[William Pitt the Younger, Tory Prime MInister.] Autograph Letter Signed ('W Pitt'), asking Earl Gower to move the address in the House of Commons on George III's recovery from his first bout of mental instability.

Author: 
William Pitt the Younger (1759-1806), Tory Prime Minister during the wars with France and Napoleon [George Granville Leveson-Gower, 1st Duke of Sutherland [as Earl Gower] (1758-1833); George III]
Publication details: 
Downing Street [London]. 6 March 1789.
£500.00
SKU: 21487

The letter is written a few weeks after the king's recovery from his first bout of mental instability. In the period immediately preceeding the king's recovery a Regency Bill had been making its way through the House of Commons.
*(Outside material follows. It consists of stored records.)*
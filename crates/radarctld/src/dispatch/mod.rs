//! Command registry and per-connection session dispatch.
//!
//! ## Protocol
//!
//! A client connects, sends one command token, and reads until the service
//! closes the connection:
//!
//! ```text
//! client: health\n
//! server: ok\n
//! server: <close>
//! ```
//!
//! The delimiter is optional; LF, CR, and NUL all end the token. Without one,
//! the token is complete once the client has been quiet for
//! [`REQUEST_GRACE`]. The reply is
//! an unframed byte stream. Requests that cannot be dispatched receive one
//! line of the form `error: <reason>` before the connection closes:
//!
//! ```text
//! client: STATUS\n
//! server: error: unknown command 'STATUS'\n
//! server: <close>
//! ```

mod errors;
mod handler;
mod registry;
mod request;
mod stats;

pub use self::errors::DispatchError;
pub use self::handler::{SessionHandler, SessionOutcome};
pub use self::registry::{CommandRegistry, RegistryError};
pub use self::stats::{SessionCounts, SessionStats};

pub use self::request::{CommandSource, MAX_COMMAND_BYTES, REQUEST_GRACE};

pub(crate) const SESSION_TARGET: &str = concat!(env!("CARGO_PKG_NAME"), "::session");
It was made redundant by the king's recovery; had it been enacted the Prince of Wales, as Regent, would almost certainly have dismissed Pitt in favour of his rival Charles James Fox. At the time Earl Gower (later the first Duke of Sutherland) was Member of Parliament for Staffordshire, and in this letter Pitt asks him to 'move the Address to be proposed in the House of Commons', expressing thanks at the king's recovery. 2pp, 4to. On a single sheet. In fair condition, aged and worn. Folded twice, with a short closed tear at edge of one crease. The letter reads: 'My Dear Lord | Under the peculiar Circumstances of the Speech which is to be made on Tuesday by the Commissioners appointed to hold the Parliament, which will announce the happy Event of His Majesty's Recovery. I cannot help expressing a Wish that your Lordship would undertake to move the Address to be postponed in the House of Commons. The Nature of the Occasion will I hope justify my troubling you with this Request, and it will afford me on every account particular Satisfaction, that the first Step previous to our entering again on Public Business should be brought forward with so much advantage. - I shall be extremely happy if your Lordship will permit me to take an early Opportunity of communicating to you the particulars of the Speech.' From the distinguished autograph collection of the psychiatrist Richard Alfred Hunter (1923-1981), whose collection of 7000 works relating to psychiatry is now in Cambridge University Library. Hunter and his mother Ida Macalpine had a particular interest in the illness of King George III, and their book 'George III and the Mad Business' (1969) suggested the diagnosis of porphyria popularised by Alan Bennett in his play 'The Madness of George III'.